I stiffen. Is that what I've been doing? Perhaps, subconsciously, I did, but having it called out like this… It turns my blood to ice, and my stomach seems to bottom out completely. “Oh shit.”

“Yeah, it’s a shit show, and you’re responsible for it. You made her unhappy. You kept her at a distance, hoping she’d make the decision for you and leave—since you didn’t have the balls to break it off. Not that I blame you—my sister’s a catch.” She firms her lips. ”What you don't understand is that my sister is committed to you. She's not leaving you. And you treating her badly won't make her give up on you. If anything, it’s going to make her double down and do everything possible to save this relationship.”

She’s right. Raven’s parting words to me indicated as much.

“So, you have a choice to make. Are you going to torture her forever?
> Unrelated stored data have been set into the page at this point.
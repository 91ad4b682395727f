//! This bench parses and validates a large set of generated documents, then
//! diffs the result against a snapshot of itself.

#![allow(missing_docs)]

use std::{fmt::Write, hint::black_box};

use criterion::{Criterion, criterion_group, criterion_main};
use reqlock::{Document, Snapshot, diff, load};

const DOCUMENTS: usize = 50;
const REQUIREMENTS_PER_DOCUMENT: usize = 200;

/// Each requirement is a child of the previous one in the same document and
/// of the first requirement of the previous document.
fn generate() -> Vec<Document> {
    (0..DOCUMENTS)
        .map(|doc| {
            let mut text = format!("# Document {doc}\n\nSome prose.\n\n");
            for i in 0..REQUIREMENTS_PER_DOCUMENT {
                let n = doc * REQUIREMENTS_PER_DOCUMENT + i;
                writeln!(text, "> REQ-{n}\n> Requirement number {n}").unwrap();
                if n % 7 == 0 {
                    writeln!(text, "> critical").unwrap();
                }
                if i > 0 {
                    writeln!(text, "> child-of: REQ-{}", n - 1).unwrap();
                }
                if doc > 0 && i == 0 {
                    writeln!(text, "> child-of: REQ-{}", n - REQUIREMENTS_PER_DOCUMENT).unwrap();
                }
                text.push('\n');
            }
            Document::new(format!("doc-{doc}.md"), text)
        })
        .collect()
}

fn parse_many(c: &mut Criterion) {
    let documents = generate();

    c.bench_function("load documents", |b| {
        b.iter(|| load(black_box(&documents)).unwrap());
    });

    let graph = load(&documents).unwrap();
    let snapshot = Snapshot::from_graph(&graph);

    c.bench_function("diff against snapshot", |b| {
        b.iter(|| diff(black_box(&snapshot), black_box(&graph)));
    });
}

criterion_group!(benches, parse_many);
criterion_main!(benches);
Or are you going to love her the way you should because she's worth all that and more?” She looks at me with an expression of disgust. “Are you going to confirm my opinion that you’re a sad excuse for a man? Or are you going to prove me wrong?”

To have this slip of a girl call me out on my mistakes should be laughable, but it’s not.

She’s pointed out my idiocy, and I can’t unsee it.

"You’re right, I am pathetic.” I squeeze the back of my neck. “I thought I was doing her a favor, but?—”

“But from what I can see, you were trying to manipulate her into leaving you, so you could keep your conscience clear.”

She’s right. Again.

How could I have done this? How is it that I didn’t see how my actions were unfolding? Did I become so insecure about myself, was I so weighed down by the mistakes of my past, I was about to commit the biggest mistake of them all by leaving her?

“Fuck.” I hang my head. “Fuck, fuck, fuck.” A searing pain burns my insides. A heaviness weighs down my chest. Every breath I take hurts my lungs. I feel like I’ve swallowed broken glass, and it's tearing up my insides. What am I going to do?

“How do I make this right?” I raise my chin and swallow around the lump in my throat. “How do I make this up to her?” I frown. I must find a way to undo the damage I inflicted on our relationship. I must atone for my mistakes and rebuild the trust between us. “I can make it up to her, right?”

“I suppose.” She sniffs. “Maybe, if you show her how much you love her, and if you grovel enough?”

“Grovel?” I ask cautiously.

She rolls her eyes. “You know, the part where you throw yourself on her mercy and ask her for forgiveness?”